▶ [Extracted records]:
//! View layer errors

use lumen_core::{ErrorKind, ObservableError};
use thiserror::Error;

use crate::dom::{DomError, MarkupError, SelectorError};

/// Operation a region or child lookup failed in
#[derive(Clone, Copy, Debug, PartialEq, Eq)]
pub enum RegionOp {
    Register,
    AddChild,
    RemoveChild,
    GetChild,
}

impl RegionOp {
    fn as_str(self) -> &'static str {
        match self {
            RegionOp::Register => "register",
            RegionOp::AddChild => "addchild",
            RegionOp::RemoveChild => "removechild",
            RegionOp::GetChild => "getchild",
        }
    }
}

/// Coarse classification of view failures
#[derive(Clone, Copy, Debug, PartialEq, Eq)]
pub enum ViewErrorKind {
    Observable(ErrorKind),
    RegionOverride,
    RegionLookup,
    ChildLookup,
    Template,
    Dom,
}

#[derive(Debug, Error)]
pub enum ViewError {
    #[error(transparent)]
    Observable(#[from] ObservableError),

    #[error(transparent)]
    Dom(#[from] DomError),

    #[error(transparent)]
    Markup(#[from] MarkupError),

    #[error("invalid event selector: {0}")]
    EventSelector(#[source] SelectorError),

    #[error("view has no template")]
    NoTemplate,

    #[error("view template cannot change after render")]
    AlreadyRendered,

    #[error("view has been destroyed")]
    Destroyed,

    #[error("region `{name}` already exists")]
    RegionOverride { name: String },

    #[error("invalid region selector: {0}")]
    BadSelector(#[source] SelectorError),

    #[error("{}: region name must not be empty", .op.as_str())]
    BadRegionName { op: RegionOp },

    #[error("{}: no region named `{name}`", .op.as_str())]
    NoRegion { op: RegionOp, name: String },

    #[error("child index {index} out of bounds (len {len})")]
    ChildIndex { index: usize, len: usize },

    #[error("view is already a child of region `{region}`")]
    DuplicateChild { region: String },

    #[error("view is not a child of region `{region}`")]
    ChildNotFound { region: String },

    #[error("view is already in the collection")]
    DuplicateItem,

    #[error("collection index {index} out of bounds (len {len})")]
    ItemIndex { index: usize, len: usize },
}

impl ViewError {
    /// Stable diagnostic code
    pub fn code(&self) -> &'static str {
        match self {
            Self::Observable(err) => err.code(),
            Self::Dom(_) => "ui-dom-error",
            Self::Markup(_) => "ui-markup-error",
            Self::EventSelector(_) => "ui-template-badselector",
            Self::NoTemplate => "ui-view-notemplate",
            Self::AlreadyRendered => "ui-view-template-locked",
            Self::Destroyed => "ui-view-destroyed",
            Self::RegionOverride { .. } => "ui-view-register-override",
            Self::BadSelector(_) => "ui-view-register-badselector",
            Self::BadRegionName { op } => match op {
                RegionOp::Register => "ui-view-register-badrname",
                RegionOp::AddChild => "ui-view-addchild-badrname",
                RegionOp::RemoveChild => "ui-view-removechild-badrname",
                RegionOp::GetChild => "ui-view-getchild-badrname",
            },
            Self::NoRegion { op, .. } => match op {
                RegionOp::Register => "ui-view-register-noreg",
                RegionOp::AddChild => "ui-view-addchild-noreg",
                RegionOp::RemoveChild => "ui-view-removechild-noreg",
                RegionOp::GetChild => "ui-view-getchild-noreg",
            },
            Self::ChildIndex { .. } => "ui-view-addchild-badindex",
            Self::DuplicateChild { .. } => "ui-view-addchild-duplicate",
            Self::ChildNotFound { .. } => "ui-view-removechild-no-view",
            Self::DuplicateItem => "ui-collection-add-item-exists",
            Self::ItemIndex { .. } => "ui-collection-add-item-bad-index",
        }
    }

    pub fn kind(&self) -> ViewErrorKind {
        match self {
            Self::Observable(err) => ViewErrorKind::Observable(err.kind()),
            Self::RegionOverride { .. } => ViewErrorKind::RegionOverride,
            Self::BadSelector(_) | Self::BadRegionName { .. } | Self::NoRegion { .. } => {
                ViewErrorKind::RegionLookup
            }
            Self::ChildIndex { .. }
            | Self::DuplicateChild { .. }
            | Self::ChildNotFound { .. }
            | Self::DuplicateItem
            | Self::ItemIndex { .. } => ViewErrorKind::ChildLookup,
            Self::EventSelector(_) | Self::NoTemplate | Self::AlreadyRendered | Self::Destroyed => {
                ViewErrorKind::Template
            }
            Self::Dom(_) | Self::Markup(_) => ViewErrorKind::Dom,
        }
    }
}

pub type Result<T> = std::result::Result<T, ViewError>;
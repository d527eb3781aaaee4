//! SVG icons

use lumen_core::Value;
use lumen_view::{AsView, Bind, Dom, Result, Template, View};

/// Renders SVG markup held in its `content` attribute
///
/// Every content change re-parses the markup and replaces the element's
/// children. A `viewBox` on the parsed `<svg>` is adopted by the element.
#[derive(Clone, Debug)]
pub struct IconView {
    view: View,
}

impl IconView {
    pub fn new(dom: &Dom) -> Self {
        let view = View::with_template(
            dom,
            [
                ("content", Value::from("")),
                ("viewBox", Value::from("0 0 20 20")),
            ],
            |_| {
                Template::svg("svg")
                    .attr("class", "ck-icon")
                    .attr("viewBox", Bind::to("viewBox"))
            },
        );

        view.on_render(|view| {
            update_content(view)?;
            let weak = view.downgrade();
            view.on("change:content", move |_, _| {
                let Some(view) = weak.upgrade() else {
                    return;
                };
                if let Err(err) = update_content(&view) {
                    tracing::warn!(%err, "icon content rejected");
                }
            });
            Ok(())
        });

        Self { view }
    }

    pub fn set_content(&self, markup: &str) -> Result<()> {
        self.view.set("content", markup)
    }
}

impl AsView for IconView {
    fn view(&self) -> &View {
        &self.view
    }
}

fn update_content(view: &View) -> Result<()> {
    let Some(element) = view.element() else {
        return Ok(());
    };
    let content = view.get("content").to_text();
    let markup = content.trim();
    if markup.is_empty() {
        return Ok(());
    }

    let dom = view.dom();
    let fragment = dom.import_svg(markup)?;
    if let Some(view_box) = fragment.view_box.filter(|view_box| !view_box.is_empty()) {
        view.set("viewBox", view_box)?;
    }
    dom.set_text_content(element, "")?;
    for node in fragment.nodes {
        dom.append_child(element, node)?;
    }
    tracing::trace!(?element, "icon content updated");
    Ok(())
}

#[cfg(test)]
mod tests {
    use super::*;
    use lumen_view::SVG_NAMESPACE;

    #[test]
    fn test_renders_svg_element() {
        let dom = Dom::new();
        let icon = IconView::new(&dom);
        let el = icon.render().unwrap();

        assert_eq!(dom.tag_name(el).as_deref(), Some("svg"));
        assert_eq!(dom.namespace(el).as_deref(), Some(SVG_NAMESPACE));
        assert_eq!(dom.get_attribute(el, "class").as_deref(), Some("ck-icon"));
        assert_eq!(dom.get_attribute(el, "viewBox").as_deref(), Some("0 0 20 20"));
        assert_eq!(dom.child_count(el), 0);
    }

    #[test]
    fn test_content_adopts_view_box() {
        let dom = Dom::new();
        let icon = IconView::new(&dom);
        icon.set_content(r#"<svg viewBox="10 20 30 40"><g id="t"/></svg>"#)
            .unwrap();
        let el = icon.render().unwrap();

        assert_eq!(dom.get_attribute(el, "viewBox").as_deref(), Some("10 20 30 40"));
        let children = dom.children(el);
        assert_eq!(children.len(), 1);
        assert_eq!(dom.tag_name(children[0]).as_deref(), Some("g"));
        assert_eq!(dom.get_attribute(children[0], "id").as_deref(), Some("t"));
    }

    #[test]
    fn test_content_change_replaces_children() {
        let dom = Dom::new();
        let icon = IconView::new(&dom);
        let el = icon.render().unwrap();

        icon.set_content(r#"<svg><g id="a"/><g id="b"/></svg>"#).unwrap();
        assert_eq!(dom.child_count(el), 2);

        icon.set_content(r#"<svg viewBox="1 2 3 4"><circle/></svg>"#).unwrap();
        let children = dom.children(el);
        assert_eq!(children.len(), 1);
        assert_eq!(dom.tag_name(children[0]).as_deref(), Some("circle"));
        assert_eq!(dom.get_attribute(el, "viewBox").as_deref(), Some("1 2 3 4"));
    }

    #[test]
    fn test_empty_view_box_is_not_adopted() {
        let dom = Dom::new();
        let icon = IconView::new(&dom);
        let el = icon.render().unwrap();

        icon.set_content(r#"<svg viewBox=""><circle/></svg>"#).unwrap();
        assert_eq!(dom.get_attribute(el, "viewBox").as_deref(), Some("0 0 20 20"));
        assert_eq!(icon.view().get("viewBox"), Value::from("0 0 20 20"));
        assert_eq!(dom.child_count(el), 1);
    }

    #[test]
    fn test_malformed_content_is_rejected_on_render() {
        let dom = Dom::new();
        let icon = IconView::new(&dom);
        icon.set_content("<svg><g></svg>").unwrap();
        assert!(icon.render().is_err());
    }
}
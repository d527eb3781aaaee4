//! Balloon placement geometry

use std::fmt;
use std::rc::Rc;

/// Distance between the target edge and the balloon, taken by the arrow
pub const ARROW_VERTICAL_OFFSET: f64 = 10.0;

/// Distance between a side arrow and the balloon corner
pub const ARROW_HORIZONTAL_OFFSET: f64 = 20.0;

/// An axis-aligned rectangle in viewport coordinates
#[derive(Clone, Copy, Debug, Default, PartialEq)]
pub struct Rect {
    pub top: f64,
    pub left: f64,
    pub width: f64,
    pub height: f64,
}

impl Rect {
    pub fn new(top: f64, left: f64, width: f64, height: f64) -> Self {
        Self {
            top,
            left,
            width,
            height,
        }
    }

    pub fn right(&self) -> f64 {
        self.left + self.width
    }

    pub fn bottom(&self) -> f64 {
        self.top + self.height
    }

    /// Whether `other` lies entirely inside this rectangle
    pub fn contains(&self, other: &Rect) -> bool {
        other.top >= self.top
            && other.left >= self.left
            && other.bottom() <= self.bottom()
            && other.right() <= self.right()
    }
}

/// Where the balloon sits relative to its target, and where its arrow points
///
/// The first half of each name is the target corner the balloon hangs
/// from; the second half is the arrow position on the balloon.
#[derive(Clone, Copy, Debug, PartialEq, Eq, Hash)]
pub enum BalloonPosition {
    SouthEastArrowNorth,
    SouthEastArrowNorthEast,
    SouthEastArrowNorthWest,
    NorthEastArrowSouth,
    NorthEastArrowSouthEast,
    NorthEastArrowSouthWest,
    NorthWestArrowSouth,
    NorthWestArrowSouthWest,
    NorthWestArrowSouthEast,
    SouthWestArrowNorth,
    SouthWestArrowNorthWest,
    SouthWestArrowNorthEast,
}

#[derive(Clone, Copy)]
enum Arrow {
    Center,
    East,
    West,
}

/// A computed balloon location
#[derive(Clone, Copy, Debug, PartialEq)]
pub struct Placement {
    pub top: f64,
    pub left: f64,
    pub position: BalloonPosition,
}

impl BalloonPosition {
    pub const ALL: [BalloonPosition; 12] = [
        Self::SouthEastArrowNorth,
        Self::SouthEastArrowNorthEast,
        Self::SouthEastArrowNorthWest,
        Self::NorthEastArrowSouth,
        Self::NorthEastArrowSouthEast,
        Self::NorthEastArrowSouthWest,
        Self::NorthWestArrowSouth,
        Self::NorthWestArrowSouthWest,
        Self::NorthWestArrowSouthEast,
        Self::SouthWestArrowNorth,
        Self::SouthWestArrowNorthWest,
        Self::SouthWestArrowNorthEast,
    ];

    /// Candidates for a toolbar following a selection, best first
    pub fn for_selection(backward: bool) -> [BalloonPosition; 6] {
        if backward {
            [
                Self::NorthWestArrowSouth,
                Self::NorthWestArrowSouthWest,
                Self::NorthWestArrowSouthEast,
                Self::SouthWestArrowNorth,
                Self::SouthWestArrowNorthWest,
                Self::SouthWestArrowNorthEast,
            ]
        } else {
            [
                Self::SouthEastArrowNorth,
                Self::SouthEastArrowNorthEast,
                Self::SouthEastArrowNorthWest,
                Self::NorthEastArrowSouth,
                Self::NorthEastArrowSouthEast,
                Self::NorthEastArrowSouthWest,
            ]
        }
    }

    /// Balloon below the target
    fn is_south(self) -> bool {
        matches!(
            self,
            Self::SouthEastArrowNorth
                | Self::SouthEastArrowNorthEast
                | Self::SouthEastArrowNorthWest
                | Self::SouthWestArrowNorth
                | Self::SouthWestArrowNorthWest
                | Self::SouthWestArrowNorthEast
        )
    }

    /// Anchored on the target's right edge
    fn is_east(self) -> bool {
        matches!(
            self,
            Self::SouthEastArrowNorth
                | Self::SouthEastArrowNorthEast
                | Self::SouthEastArrowNorthWest
                | Self::NorthEastArrowSouth
                | Self::NorthEastArrowSouthEast
                | Self::NorthEastArrowSouthWest
        )
    }

    fn arrow(self) -> Arrow {
        match self {
            Self::SouthEastArrowNorth
            | Self::NorthEastArrowSouth
            | Self::NorthWestArrowSouth
            | Self::SouthWestArrowNorth => Arrow::Center,
            Self::SouthEastArrowNorthEast
            | Self::NorthEastArrowSouthEast
            | Self::NorthWestArrowSouthEast
            | Self::SouthWestArrowNorthEast => Arrow::East,
            Self::SouthEastArrowNorthWest
            | Self::NorthEastArrowSouthWest
            | Self::NorthWestArrowSouthWest
            | Self::SouthWestArrowNorthWest => Arrow::West,
        }
    }

    /// Arrow class suffix, e.g. `arrow_nw`
    pub fn arrow_name(self) -> &'static str {
        match (self.is_south(), self.arrow()) {
            (true, Arrow::Center) => "arrow_n",
            (true, Arrow::East) => "arrow_ne",
            (true, Arrow::West) => "arrow_nw",
            (false, Arrow::Center) => "arrow_s",
            (false, Arrow::East) => "arrow_se",
            (false, Arrow::West) => "arrow_sw",
        }
    }

    pub fn name(self) -> &'static str {
        match self {
            Self::SouthEastArrowNorth => "southEastArrowNorth",
            Self::SouthEastArrowNorthEast => "southEastArrowNorthEast",
            Self::SouthEastArrowNorthWest => "southEastArrowNorthWest",
            Self::NorthEastArrowSouth => "northEastArrowSouth",
            Self::NorthEastArrowSouthEast => "northEastArrowSouthEast",
            Self::NorthEastArrowSouthWest => "northEastArrowSouthWest",
            Self::NorthWestArrowSouth => "northWestArrowSouth",
            Self::NorthWestArrowSouthWest => "northWestArrowSouthWest",
            Self::NorthWestArrowSouthEast => "northWestArrowSouthEast",
            Self::SouthWestArrowNorth => "southWestArrowNorth",
            Self::SouthWestArrowNorthWest => "southWestArrowNorthWest",
            Self::SouthWestArrowNorthEast => "southWestArrowNorthEast",
        }
    }

    /// Place a balloon of `balloon`'s size against `target`
    pub fn compute(self, target: &Rect, balloon: &Rect) -> Placement {
        let top = if self.is_south() {
            target.bottom() + ARROW_VERTICAL_OFFSET
        } else {
            target.top - balloon.height - ARROW_VERTICAL_OFFSET
        };
        let anchor = if self.is_east() {
            target.right()
        } else {
            target.left
        };
        let left = match self.arrow() {
            Arrow::Center => anchor - balloon.width / 2.0,
            Arrow::West => anchor - ARROW_HORIZONTAL_OFFSET,
            Arrow::East => anchor - balloon.width + ARROW_HORIZONTAL_OFFSET,
        };
        Placement {
            top,
            left,
            position: self,
        }
    }
}

/// Positioning request handed to the balloon
#[derive(Clone)]
pub struct PositionOptions {
    /// Re-evaluated on every placement so the balloon follows a moving target
    pub target: Rc<dyn Fn() -> Rect>,
    pub limiter: Option<Rect>,
    pub positions: Vec<BalloonPosition>,
}

impl PositionOptions {
    pub fn new<F>(target: F, positions: impl IntoIterator<Item = BalloonPosition>) -> Self
    where
        F: Fn() -> Rect + 'static,
    {
        Self {
            target: Rc::new(target),
            limiter: None,
            positions: positions.into_iter().collect(),
        }
    }

    pub fn with_limiter(mut self, limiter: Option<Rect>) -> Self {
        self.limiter = limiter;
        self
    }

    /// First candidate that fits the limiter, or the first candidate
    pub fn choose(&self, width: f64, height: f64) -> Placement {
        let target = (self.target)();
        let size = Rect::new(0.0, 0.0, width, height);
        let mut placements = self
            .positions
            .iter()
            .map(|position| position.compute(&target, &size));
        let first = placements.next();

        let fits = |placement: &Placement| match &self.limiter {
            Some(limiter) => limiter.contains(&Rect::new(placement.top, placement.left, width, height)),
            None => true,
        };
        match first {
            Some(first) if fits(&first) => first,
            Some(first) => placements.find(fits).unwrap_or(first),
            None => BalloonPosition::SouthEastArrowNorth.compute(&target, &size),
        }
    }
}

impl fmt::Debug for PositionOptions {
    fn fmt(&self, f: &mut fmt::Formatter<'_>) -> fmt::Result {
        f.debug_struct("PositionOptions")
            .field("limiter", &self.limiter)
            .field("positions", &self.positions)
            .finish()
    }
}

▶ [Activity]:
Which lines run from the first of the listing to the line containing "region name must"? Reproduce those exactly, both ends included.

▶ [Output]:
//! View layer errors

use lumen_core::{ErrorKind, ObservableError};
use thiserror::Error;

use crate::dom::{DomError, MarkupError, SelectorError};

/// Operation a region or child lookup failed in
#[derive(Clone, Copy, Debug, PartialEq, Eq)]
pub enum RegionOp {
    Register,
    AddChild,
    RemoveChild,
    GetChild,
}

impl RegionOp {
    fn as_str(self) -> &'static str {
        match self {
            RegionOp::Register => "register",
            RegionOp::AddChild => "addchild",
            RegionOp::RemoveChild => "removechild",
            RegionOp::GetChild => "getchild",
        }
    }
}

/// Coarse classification of view failures
#[derive(Clone, Copy, Debug, PartialEq, Eq)]
pub enum ViewErrorKind {
    Observable(ErrorKind),
    RegionOverride,
    RegionLookup,
    ChildLookup,
    Template,
    Dom,
}

#[derive(Debug, Error)]
pub enum ViewError {
    #[error(transparent)]
    Observable(#[from] ObservableError),

    #[error(transparent)]
    Dom(#[from] DomError),

    #[error(transparent)]
    Markup(#[from] MarkupError),

    #[error("invalid event selector: {0}")]
    EventSelector(#[source] SelectorError),

    #[error("view has no template")]
    NoTemplate,

    #[error("view template cannot change after render")]
    AlreadyRendered,

    #[error("view has been destroyed")]
    Destroyed,

    #[error("region `{name}` already exists")]
    RegionOverride { name: String },

    #[error("invalid region selector: {0}")]
    BadSelector(#[source] SelectorError),

    #[error("{}: region name must not be empty", .op.as_str())]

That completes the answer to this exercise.